---------- MATERIAL SHOWN ----------
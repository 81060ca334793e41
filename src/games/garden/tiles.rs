//! The garden tile table.
//!
//! A compact declarative table that exercises every movement type,
//! trigger, target, and ability kind the engine understands. It is the
//! fixture for the integration suites and the worked example of the
//! declarative surface; win conditions live outside the engine.

use crate::abilities::{
    AbilityCategory, AbilityDescriptor, AbilityEffect, AbilityKind, ActivationRequirement,
    PromptKind, TargetDescriptor, TargetType, TriggerDescriptor, TriggerType,
};
use crate::core::TileCode;
use crate::movement::{CaptureType, MovementAbility, MovementDescriptor, MovementRestriction, TravelStep};
use crate::board::PointType;
use crate::rules::RuleOptions;
use crate::tiles::{
    DeployType, GameDefinition, TerritorialZone, TileAttribute, TileDefinition, TileFilter,
};

pub const LOTUS: TileCode = TileCode::new(1);
pub const ROSE: TileCode = TileCode::new(2);
pub const JADE: TileCode = TileCode::new(3);
pub const DRAGON: TileCode = TileCode::new(4);
pub const WHEEL: TileCode = TileCode::new(5);
pub const BADGERMOLE: TileCode = TileCode::new(6);
pub const ORCHID: TileCode = TileCode::new(7);
pub const GINSENG: TileCode = TileCode::new(8);
pub const KOI: TileCode = TileCode::new(9);
pub const PHOENIX: TileCode = TileCode::new(10);
pub const TURTLE: TileCode = TileCode::new(11);

fn flowers() -> TileFilter {
    TileFilter::friendly().with_code(ROSE).with_code(JADE)
}

fn lotus() -> TileDefinition {
    // The banner. Recovers one chosen captured tile to its recorded
    // point while sheltered in a temple.
    let recover = AbilityDescriptor::new(AbilityEffect::MoveTileToRecordedPoint)
        .with_trigger(TriggerDescriptor::new(TriggerType::WhileInsideTemple))
        .with_target(TargetDescriptor::filtered(
            TargetType::ChosenCapturedTile,
            TileFilter::friendly(),
        ))
        .with_prompt("chooseCapturedTile", PromptKind::CapturedTile)
        .with_priority(1);

    // The lotus garden quickens friendly flowers everywhere on the board.
    let quicken = AbilityDescriptor::new(AbilityEffect::ExtendMovement {
        movement_type: None,
        amount: 1,
    })
    .with_trigger(TriggerDescriptor::targeting(
        TriggerType::WhileTargetTileIsOnBoard,
        flowers(),
    ))
    .with_target(TargetDescriptor::filtered(
        TargetType::TriggerTargetTiles,
        TileFilter::friendly(),
    ));

    TileDefinition::new(LOTUS, "White Lotus")
        .with_attribute(TileAttribute::Banner)
        .with_attribute(TileAttribute::Flower)
        .with_deploy(DeployType::TemplesOnly)
        .with_movement(MovementDescriptor::standard(1))
        .with_ability(recover)
        .with_zone(TerritorialZone::sized(6).with_ability(quicken))
}

fn rose() -> TileDefinition {
    TileDefinition::new(ROSE, "Rose")
        .with_count(3)
        .with_attribute(TileAttribute::Flower)
        .with_deploy(DeployType::Anywhere)
        .with_movement(
            MovementDescriptor::standard(3)
                .with_capture(CaptureType::All)
                .with_restriction(MovementRestriction::RestrictedPointTypes(vec![
                    PointType::White,
                ])),
        )
}

fn jade() -> TileDefinition {
    // Shields surrounded roses from capture abilities.
    let shield = AbilityDescriptor::new(AbilityEffect::CancelAbilitiesTargetingTiles {
        categories: vec![AbilityCategory::Capture],
    })
    .with_trigger(TriggerDescriptor::targeting(
        TriggerType::WhileSurroundingTargetTile,
        TileFilter::friendly().with_code(ROSE),
    ))
    .with_target(TargetDescriptor::filtered(
        TargetType::TriggerTargetTiles,
        TileFilter::friendly(),
    ));

    TileDefinition::new(JADE, "White Jade")
        .with_count(3)
        .with_attribute(TileAttribute::Flower)
        .with_deploy(DeployType::Anywhere)
        .with_movement(
            MovementDescriptor::diagonal(2)
                .with_restriction(MovementRestriction::RestrictedPointTypes(vec![
                    PointType::Red,
                ])),
        )
        .with_ability(shield)
}

fn dragon() -> TileDefinition {
    let knight_offsets = vec![
        (2, 1),
        (2, -1),
        (-2, 1),
        (-2, -1),
        (1, 2),
        (1, -2),
        (-1, 2),
        (-1, -2),
    ];
    TileDefinition::new(DRAGON, "Dragon")
        .with_deploy(DeployType::AdjacentToTemple)
        .with_movement(
            MovementDescriptor::jump_shape(1, knight_offsets).with_capture(CaptureType::All),
        )
        .with_movement(MovementDescriptor::jump_surrounding_tiles(2))
}

fn wheel() -> TileDefinition {
    TileDefinition::new(WHEEL, "Wheel")
        .with_count(2)
        .with_deploy(DeployType::Anywhere)
        .with_movement(
            MovementDescriptor::travel_shape(vec![TravelStep::Straight; 4])
                .with_ability(MovementAbility::ChargeCapture)
                .with_capture(CaptureType::All),
        )
}

fn badgermole() -> TileDefinition {
    let aura = AbilityDescriptor::new(AbilityEffect::ProtectFromCapture)
        .with_trigger(TriggerDescriptor::targeting(
            TriggerType::WhileSurroundingTargetTile,
            flowers(),
        ))
        .with_target(TargetDescriptor::filtered(
            TargetType::TriggerTargetTiles,
            TileFilter::friendly(),
        ));

    TileDefinition::new(BADGERMOLE, "Badgermole")
        .with_deploy(DeployType::Anywhere)
        .with_movement(MovementDescriptor::orthogonal_and_diagonal(2))
        .with_ability(aura)
}

fn orchid() -> TileDefinition {
    // Nullifies the enemy badgermole's protection auras.
    let nullify = AbilityDescriptor::new(AbilityEffect::CancelAbilities {
        categories: vec![AbilityCategory::Protection],
    })
    .with_trigger(TriggerDescriptor::targeting(
        TriggerType::WhileTargetTileIsOnBoard,
        TileFilter::enemy().with_code(BADGERMOLE),
    ))
    .with_target(TargetDescriptor::filtered(
        TargetType::TriggerTargetTiles,
        TileFilter::enemy(),
    ));

    TileDefinition::new(ORCHID, "Orchid")
        .with_deploy(DeployType::WithinTileZone(LOTUS))
        .with_movement(MovementDescriptor::standard(2))
        .with_ability(nullify)
}

fn ginseng() -> TileDefinition {
    // Pulls an adjacent enemy tile to a chosen nearby point.
    let pull = AbilityDescriptor::new(AbilityEffect::MoveTargetTile { distance: 2 })
        .with_trigger(TriggerDescriptor::targeting(
            TriggerType::WhenLandsAdjacentToTargetTile,
            TileFilter::enemy(),
        ))
        .with_target(TargetDescriptor::filtered(
            TargetType::TriggerTargetTiles,
            TileFilter::enemy(),
        ))
        .with_prompt("chooseMovePoint", PromptKind::MovePoint)
        .requiring(ActivationRequirement::TargetTilesNotInTemple);

    TileDefinition::new(GINSENG, "Ginseng")
        .with_deploy(DeployType::Anywhere)
        .with_movement(MovementDescriptor::standard(2))
        .with_ability(pull)
}

fn koi() -> TileDefinition {
    // Remembers its deployment point so the lotus can bring it home.
    let remember = AbilityDescriptor::new(AbilityEffect::RecordTilePoint)
        .with_trigger(TriggerDescriptor::new(TriggerType::WhenDeployed))
        .with_target(TargetDescriptor::new(TargetType::ThisTile));

    TileDefinition::new(KOI, "Koi")
        .with_count(2)
        .with_deploy(DeployType::Anywhere)
        .with_movement(MovementDescriptor::standard(2))
        .with_movement(MovementDescriptor::away_from_target_orthogonal(
            TileFilter::enemy().with_code(DRAGON),
            3,
        ))
        .with_ability(remember)
}

fn phoenix() -> TileDefinition {
    // Burns an enemy rose it lands next to, unless the rose shelters in
    // a temple.
    let burn = AbilityDescriptor::new(AbilityEffect::CaptureTargetTiles)
        .with_trigger(TriggerDescriptor::targeting(
            TriggerType::WhenLandsSurroundingTargetTile,
            TileFilter::enemy().with_code(ROSE),
        ))
        .with_target(TargetDescriptor::filtered(
            TargetType::TriggerTargetTiles,
            TileFilter::enemy(),
        ))
        .requiring(ActivationRequirement::TargetTilesNotInTemple);

    TileDefinition::new(PHOENIX, "Phoenix")
        .with_deploy(DeployType::AdjacentToTemple)
        .with_movement(MovementDescriptor::jump_along_line_of_sight(TileFilter::any()))
        .with_ability(burn)
}

fn turtle() -> TileDefinition {
    TileDefinition::new(TURTLE, "Turtle")
        .with_attribute(TileAttribute::Gigantic)
        .with_deploy(DeployType::Anywhere)
        .with_movement(MovementDescriptor::standard(1))
}

/// Build the garden game definition.
#[must_use]
pub fn garden_definition(options: RuleOptions) -> GameDefinition {
    let mut def = GameDefinition::new(options).with_ability_order(vec![
        AbilityKind::RecordTilePoint,
        AbilityKind::MoveTileToRecordedPoint,
        AbilityKind::CancelAbilities,
        AbilityKind::CancelAbilitiesTargetingTiles,
        AbilityKind::ProtectFromCapture,
        AbilityKind::MoveTargetTile,
    ]);
    def.register(lotus());
    def.register(rose());
    def.register(jade());
    def.register(dragon());
    def.register(wheel());
    def.register(badgermole());
    def.register(orchid());
    def.register(ginseng());
    def.register(koi());
    def.register(phoenix());
    def.register(turtle());
    def
}

#[cfg(test)]
mod tests {
    use super::*;

    #[test]
    fn test_definition_validates() {
        let def = garden_definition(RuleOptions::default());
        assert!(def.validate().is_ok());
    }

    #[test]
    fn test_every_code_registered() {
        let def = garden_definition(RuleOptions::default());
        for code in [
            LOTUS, ROSE, JADE, DRAGON, WHEEL, BADGERMOLE, ORCHID, GINSENG, KOI, PHOENIX, TURTLE,
        ] {
            assert!(def.get(code).is_some(), "missing {code}");
        }
    }

    #[test]
    fn test_canonical_order_starts_with_recording() {
        let def = garden_definition(RuleOptions::default());
        assert_eq!(def.ability_order()[0], AbilityKind::RecordTilePoint);
        assert_eq!(def.ability_order()[1], AbilityKind::MoveTileToRecordedPoint);
    }
}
----------
TASK PROMPT:
Reproduce only what lies between the start of the listing above and the end of the line containing "example of the", keeping every line exact.

WRITTEN SOLUTION:
repository 81060ca334793e41
filename src/games/garden/tiles.rs
//! The garden tile table.
//!
//! A compact declarative table that exercises every movement type,
//! trigger, target, and ability kind the engine understands. It is the
//! fixture for the integration suites and the worked example of the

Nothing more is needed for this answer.